When should DPO be performed
The Dynamic Platform Optimization should be used when there is a performance concern that can be traced to NUMA effects.  One way to determine if you are being affected by these effects is collecting operating system performance reports and looking for remote memory accesses.  The more remote memory accesses that are occurring, the more likely a re-optimization will improve the application performance.

Another way to determine how resources are assigned to partitions would be the lsmemopt HMC Command Line Interface (CLI) command.  The lsmemopt command uses a 100 point scoring system where 100 is ideal assignment of resources and where zero would be terrible assignment of resources.  Within lsmemopt there are two different levels of scoring (system wide versus individual partition scoring) and two different scoring techniques (current score of the server/partitions versus predicted score if you were to perform DPO).

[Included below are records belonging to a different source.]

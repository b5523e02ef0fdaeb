//! Single-bit boolean primitives used to build the adder network.
//!
//! `xand` and `nxand` are the core's own combinators (`a & !b` and its
//! complement), not the textbook "XAND".

/// `a AND b`.
#[must_use]
pub const fn and(a: bool, b: bool) -> bool {
    a & b
}

/// `a OR b`.
#[must_use]
pub const fn or(a: bool, b: bool) -> bool {
    a | b
}

/// `a XOR b`.
#[must_use]
pub const fn xor(a: bool, b: bool) -> bool {
    a ^ b
}

/// `NOT a`.
#[must_use]
pub const fn not(a: bool) -> bool {
    !a
}

/// `NOT (a AND b)`.
#[must_use]
pub const fn nand(a: bool, b: bool) -> bool {
    !(a & b)
}

/// `NOT (a OR b)`.
#[must_use]
pub const fn nor(a: bool, b: bool) -> bool {
    !(a | b)
}

/// `NOT (a XOR b)`.
#[must_use]
pub const fn xnor(a: bool, b: bool) -> bool {
    !(a ^ b)
}

/// Alias of [`xnor`].
#[must_use]
pub const fn nxor(a: bool, b: bool) -> bool {
    xnor(a, b)
}

/// `a AND NOT b`.
#[must_use]
pub const fn xand(a: bool, b: bool) -> bool {
    a & !b
}

/// `NOT (a AND NOT b)`.
#[must_use]
pub const fn nxand(a: bool, b: bool) -> bool {
    !xand(a, b)
}

/// Alias of [`not`].
#[must_use]
pub const fn xnot(a: bool) -> bool {
    !a
}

Partition based scores ( lsmemopt –r lpar )
When lsmemopt calculates an individual partition score, the partition is scored based on how close it is to the ideal assignment of resources.  For example, if you have a partition that has processor and memory resources that could be contained within an individual chip and the current partition is actually consuming resources from only one chip, the score will be close to 100.  If on the other hand, the actual resources for this partition were spread across two different chip instead of being assigned from a single chip, the score will be close to 50.  The worst possible assignment of resources would be a situation where the processors were coming from one chip and the memory was from a different chip, in this situation the partition score would be zero.

System-wide score ( lsmemopt –r sys )
The hypervisor uses a weighted average of all of the partitions on the server when reporting a single system-wide score.  The more processors and memory that are assigned to a partition, the greater the partition’s score contributes to the overall system-wide score.  Depending on the configuration of the hardware and the configuration of the partitions, it may not be possible to ever achieve an overall score of 100.

Current score ( lsmemopt –o currscore )
The current score option reports the score based on the current resources assigned to the individual partitions.  As mentioned, this can be reported on and individual partition basis or as a single system-wide score.   The following is sample output from a currscore request:

PowerVM DPO currscore

 Calculated score ( lsmemopt –o calcscore )
The calculated score options will estimate what the score would be if a DPO operation is initiated.  This calculated score option performs the first step in the DPO process where an overall plan is developed on which resources would be assigned to which partition.  All the partitions are then scored with the assumption that all these resources can be reassigned.  This allows for a prediction of whether or not initiating a DPO operation will actual improve the resources assigned to the various partitions and system overall. Individual partition or a single system-wide score can be reported with the calcscore option.  The following is sample output from a calcscore request

PowerVM DPO calcscore

Using the score
The score is a representation of how close a partition or the server is to optimal assignment of resources.  It can be used as a guide to make decisions on the need to run DPO but it cannot be used as a measurement of how much performance will improve if you were to optimize the resource assignment with DPO.  Some application may have a small memory footprint such that the caches in the processors are able to maintain a large amount of the data referenced by the application.  Applications like this can run well even if the resources are spread across multiple chips.  On the other hand, some applications that reference large amounts of data can be very sensitive to the resources assigned to the partition.  For these applications, remote references to memory can noticeably affect performance.  The best use of the lsmemopt scoring is to track the scoring and performance over time.  If you notice that the performance of a partition or the server has degraded over time, you would want to compare the previous score to the current score to determine if resource assignment may have changed which could be affecting the performance.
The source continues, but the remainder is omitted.